§ Exercise details:
Where does the string "bits" appear in the records? Copy each line that holds it.

(Data items)
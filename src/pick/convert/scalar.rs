use std::borrow::Cow;

use crate::pick::convert::error::{Cast, Fault, lift};
use crate::pick::convert::text::{FLOAT_TEXT_PRECISION, format_float, looks_fractional, parse_bool, parse_float, parse_i64, parse_u64};
use crate::pick::{ConvertErrorKind, Foreign, Primitive, PrimitiveKind, Scalar, Value};

/// How many foreign layers are unwrapped before giving up.
const MAX_FOREIGN_DEPTH: usize = 8;

/// Source value reduced to the handful of shapes the scalar rules distinguish.
#[derive(Debug, Clone, PartialEq)]
pub(crate) enum Scalarish<'a> {
	Null,
	Bool(bool),
	Signed(i64),
	Unsigned(u64),
	F32(f32),
	F64(f64),
	Text(Cow<'a, str>),
}

impl Scalarish<'_> {
	fn into_owned(self) -> Scalarish<'static> {
		match self {
			Self::Null => Scalarish::Null,
			Self::Bool(v) => Scalarish::Bool(v),
			Self::Signed(v) => Scalarish::Signed(v),
			Self::Unsigned(v) => Scalarish::Unsigned(v),
			Self::F32(v) => Scalarish::F32(v),
			Self::F64(v) => Scalarish::F64(v),
			Self::Text(text) => Scalarish::Text(Cow::Owned(text.into_owned())),
		}
	}
}

/// Reduce `value` to a scalar shape, following references and foreign aliases.
pub(crate) fn classify(value: &Value) -> Result<Scalarish<'_>, ConvertErrorKind> {
	Ok(match value {
		Value::Null => Scalarish::Null,
		Value::Bool(v) => Scalarish::Bool(*v),
		Value::I8(v) => Scalarish::Signed(i64::from(*v)),
		Value::I16(v) => Scalarish::Signed(i64::from(*v)),
		Value::I32(v) => Scalarish::Signed(i64::from(*v)),
		Value::I64(v) => Scalarish::Signed(*v),
		Value::Isize(v) => Scalarish::Signed(*v as i64),
		Value::U8(v) => Scalarish::Unsigned(u64::from(*v)),
		Value::U16(v) => Scalarish::Unsigned(u64::from(*v)),
		Value::U32(v) => Scalarish::Unsigned(u64::from(*v)),
		Value::U64(v) => Scalarish::Unsigned(*v),
		Value::Usize(v) => Scalarish::Unsigned(*v as u64),
		Value::F32(v) => Scalarish::F32(*v),
		Value::F64(v) => Scalarish::F64(*v),
		Value::String(text) | Value::RawJson(text) | Value::Number(text) => Scalarish::Text(Cow::Borrowed(text)),
		Value::Bytes(bytes) => Scalarish::Text(String::from_utf8_lossy(bytes)),
		Value::Ref(inner) => return classify(inner),
		Value::Foreign(foreign) => return classify_foreign(foreign, 0),
		Value::Seq(_) | Value::Array(_) | Value::Map(_) | Value::KeyedMap(_) | Value::Record(_) => return Err(ConvertErrorKind::InvalidType),
	})
}

fn classify_foreign(foreign: &Foreign, depth: usize) -> Result<Scalarish<'static>, ConvertErrorKind> {
	if depth >= MAX_FOREIGN_DEPTH {
		return Err(ConvertErrorKind::InvalidType);
	}
	let basic = canonicalize(foreign)?;
	log::trace!("canonicalized {} to {}", foreign.type_name(), basic.type_name());
	let mut basic = &basic;
	while let Value::Ref(inner) = basic {
		basic = inner.as_ref();
	}
	match basic {
		Value::Foreign(inner) => classify_foreign(inner, depth + 1),
		other => classify(other).map(Scalarish::into_owned),
	}
}

/// Basic value behind a foreign alias; a type without one is incompatible.
pub(crate) fn canonicalize(foreign: &Foreign) -> Result<Value, ConvertErrorKind> {
	foreign.to_basic()?.ok_or(ConvertErrorKind::InvalidType)
}

/// Integer widths sharing one range-checked caster.
trait Int: Copy {
	const SIGNED: bool;
	const MIN: i128;
	const MAX: i128;

	/// Low bits of `bits` at this width.
	fn wrap(bits: i128) -> Self;
}

macro_rules! impl_int {
	($($ty:ty),* $(,)?) => {
		$(
			impl Int for $ty {
				const SIGNED: bool = <$ty>::MIN != 0;
				const MIN: i128 = <$ty>::MIN as i128;
				const MAX: i128 = <$ty>::MAX as i128;

				fn wrap(bits: i128) -> Self {
					bits as $ty
				}
			}
		)*
	};
}

impl_int!(i8, i16, i32, i64, isize, u8, u16, u32, u64, usize);

/// 2^63, the first float past the signed 64-bit range.
const TWO_POW_63: f64 = 9_223_372_036_854_775_808.0;
/// 2^64, the first float past the unsigned 64-bit range.
const TWO_POW_64: f64 = 18_446_744_073_709_551_616.0;

fn narrow<T: Int>(wide: i128) -> Cast<T> {
	if (T::MIN..=T::MAX).contains(&wide) {
		Ok(T::wrap(wide))
	} else {
		Err(Fault::lossy(ConvertErrorKind::Overflow, T::wrap(wide)))
	}
}

fn int_from_float<T: Int>(x: f64) -> Cast<T> {
	let in_wide_range = if T::SIGNED {
		(-TWO_POW_63..TWO_POW_63).contains(&x)
	} else {
		(0.0..TWO_POW_64).contains(&x)
	};
	if !in_wide_range && !x.is_nan() {
		return Err(Fault::lossy(ConvertErrorKind::Overflow, T::wrap(x as i128)));
	}

	// Range is checked on the whole part so overflow wins over lost decimals.
	let whole = x.trunc();
	let narrowed = narrow::<T>(whole as i128)?;
	if whole != x {
		return Err(Fault::lossy(ConvertErrorKind::LostDecimals, narrowed));
	}
	Ok(narrowed)
}

fn int_from_text<T: Int>(text: &str) -> Cast<T> {
	if looks_fractional(text) {
		return match parse_float::<f64>(text) {
			Ok(x) => int_from_float(x),
			Err(Fault { partial: Some(x), .. }) => int_from_float(x),
			Err(fault) => Err(fault.discard()),
		};
	}
	let wide = if T::SIGNED {
		lift(parse_i64(text), i128::from)
	} else {
		lift(parse_u64(text), i128::from)
	};
	match wide {
		Ok(wide) => narrow(wide),
		Err(fault) => Err(fault.map(T::wrap)),
	}
}

fn to_int<T: Int>(scalar: &Scalarish<'_>) -> Cast<T> {
	match scalar {
		Scalarish::Null => Ok(T::wrap(0)),
		Scalarish::Bool(v) => Ok(T::wrap(i128::from(*v))),
		Scalarish::Signed(v) => narrow(i128::from(*v)),
		Scalarish::Unsigned(v) => narrow(i128::from(*v)),
		Scalarish::F32(v) => int_from_float(f64::from(*v)),
		Scalarish::F64(v) => int_from_float(*v),
		Scalarish::Text(text) => int_from_text(text),
	}
}

fn to_f64(scalar: &Scalarish<'_>) -> Cast<f64> {
	match scalar {
		Scalarish::Null => Ok(0.0),
		Scalarish::Bool(v) => Ok(if *v { 1.0 } else { 0.0 }),
		Scalarish::Signed(v) => Ok(*v as f64),
		Scalarish::Unsigned(v) => Ok(*v as f64),
		Scalarish::F32(v) => Ok(f64::from(*v)),
		Scalarish::F64(v) => Ok(*v),
		Scalarish::Text(text) => parse_float(text),
	}
}

fn to_f32(scalar: &Scalarish<'_>) -> Cast<f32> {
	match scalar {
		Scalarish::Null => Ok(0.0),
		Scalarish::Bool(v) => Ok(if *v { 1.0 } else { 0.0 }),
		Scalarish::Signed(v) => Ok(*v as f32),
		Scalarish::Unsigned(v) => Ok(*v as f32),
		Scalarish::F32(v) => Ok(*v),
		Scalarish::F64(v) if v.is_finite() && v.abs() > f64::from(f32::MAX) => {
			let infinity = if v.is_sign_negative() { f32::NEG_INFINITY } else { f32::INFINITY };
			Err(Fault::lossy(ConvertErrorKind::Overflow, infinity))
		}
		Scalarish::F64(v) => Ok(*v as f32),
		Scalarish::Text(text) => parse_float(text),
	}
}

fn to_bool(scalar: &Scalarish<'_>) -> Cast<bool> {
	match scalar {
		Scalarish::Null => Ok(false),
		Scalarish::Bool(v) => Ok(*v),
		Scalarish::Signed(v) => Ok(*v != 0),
		Scalarish::Unsigned(v) => Ok(*v != 0),
		Scalarish::F32(v) => Ok(*v != 0.0),
		Scalarish::F64(v) => Ok(*v != 0.0),
		Scalarish::Text(text) => parse_bool(text),
	}
}

fn to_text(scalar: &Scalarish<'_>) -> String {
	match scalar {
		Scalarish::Null => String::new(),
		Scalarish::Bool(v) => v.to_string(),
		Scalarish::Signed(v) => v.to_string(),
		Scalarish::Unsigned(v) => v.to_string(),
		Scalarish::F32(v) => format_float(f64::from(*v), FLOAT_TEXT_PRECISION),
		Scalarish::F64(v) => format_float(*v, FLOAT_TEXT_PRECISION),
		Scalarish::Text(text) => text.clone().into_owned(),
	}
}

/// Convert an already-classified scalar into `kind`.
pub(crate) fn scalar_to_primitive(scalar: &Scalarish<'_>, kind: PrimitiveKind) -> Cast<Primitive> {
	match kind {
		PrimitiveKind::Bool => lift(to_bool(scalar), Primitive::Bool),
		PrimitiveKind::I8 => lift(to_int(scalar), Primitive::I8),
		PrimitiveKind::I16 => lift(to_int(scalar), Primitive::I16),
		PrimitiveKind::I32 => lift(to_int(scalar), Primitive::I32),
		PrimitiveKind::I64 => lift(to_int(scalar), Primitive::I64),
		PrimitiveKind::Isize => lift(to_int(scalar), Primitive::Isize),
		PrimitiveKind::U8 => lift(to_int(scalar), Primitive::U8),
		PrimitiveKind::U16 => lift(to_int(scalar), Primitive::U16),
		PrimitiveKind::U32 => lift(to_int(scalar), Primitive::U32),
		PrimitiveKind::U64 => lift(to_int(scalar), Primitive::U64),
		PrimitiveKind::Usize => lift(to_int(scalar), Primitive::Usize),
		PrimitiveKind::F32 => lift(to_f32(scalar), Primitive::F32),
		PrimitiveKind::F64 => lift(to_f64(scalar), Primitive::F64),
		PrimitiveKind::String => Ok(Primitive::String(to_text(scalar))),
	}
}

/// Convert any value into `kind` under the scalar rules.
pub(crate) fn to_primitive(value: &Value, kind: PrimitiveKind) -> Cast<Primitive> {
	if let Some(primitive) = exact(value, kind) {
		return Ok(primitive);
	}
	let scalar = classify(value)?;
	scalar_to_primitive(&scalar, kind)
}

/// Typed form of [`to_primitive`].
pub(crate) fn cast<T: Scalar>(value: &Value) -> Cast<T> {
	match to_primitive(value, T::KIND) {
		Ok(primitive) => T::from_primitive(primitive).ok_or(Fault::fatal(ConvertErrorKind::InvalidType)),
		Err(fault) => Err(Fault {
			kind: fault.kind,
			partial: fault.partial.and_then(T::from_primitive),
		}),
	}
}

/// Identity conversions, answered without classifying.
fn exact(value: &Value, kind: PrimitiveKind) -> Option<Primitive> {
	Some(match (value, kind) {
		(Value::Bool(v), PrimitiveKind::Bool) => Primitive::Bool(*v),
		(Value::I8(v), PrimitiveKind::I8) => Primitive::I8(*v),
		(Value::I16(v), PrimitiveKind::I16) => Primitive::I16(*v),
		(Value::I32(v), PrimitiveKind::I32) => Primitive::I32(*v),
		(Value::I64(v), PrimitiveKind::I64) => Primitive::I64(*v),
		(Value::Isize(v), PrimitiveKind::Isize) => Primitive::Isize(*v),
		(Value::U8(v), PrimitiveKind::U8) => Primitive::U8(*v),
		(Value::U16(v), PrimitiveKind::U16) => Primitive::U16(*v),
		(Value::U32(v), PrimitiveKind::U32) => Primitive::U32(*v),
		(Value::U64(v), PrimitiveKind::U64) => Primitive::U64(*v),
		(Value::Usize(v), PrimitiveKind::Usize) => Primitive::Usize(*v),
		(Value::F32(v), PrimitiveKind::F32) => Primitive::F32(*v),
		(Value::F64(v), PrimitiveKind::F64) => Primitive::F64(*v),
		(Value::String(v), PrimitiveKind::String) => Primitive::String(v.clone()),
		_ => return None,
	})
}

§ Result of this task:
	/// Low bits of `bits` at this width.
	fn wrap(bits: i128) -> Self;
				fn wrap(bits: i128) -> Self {
					bits as $ty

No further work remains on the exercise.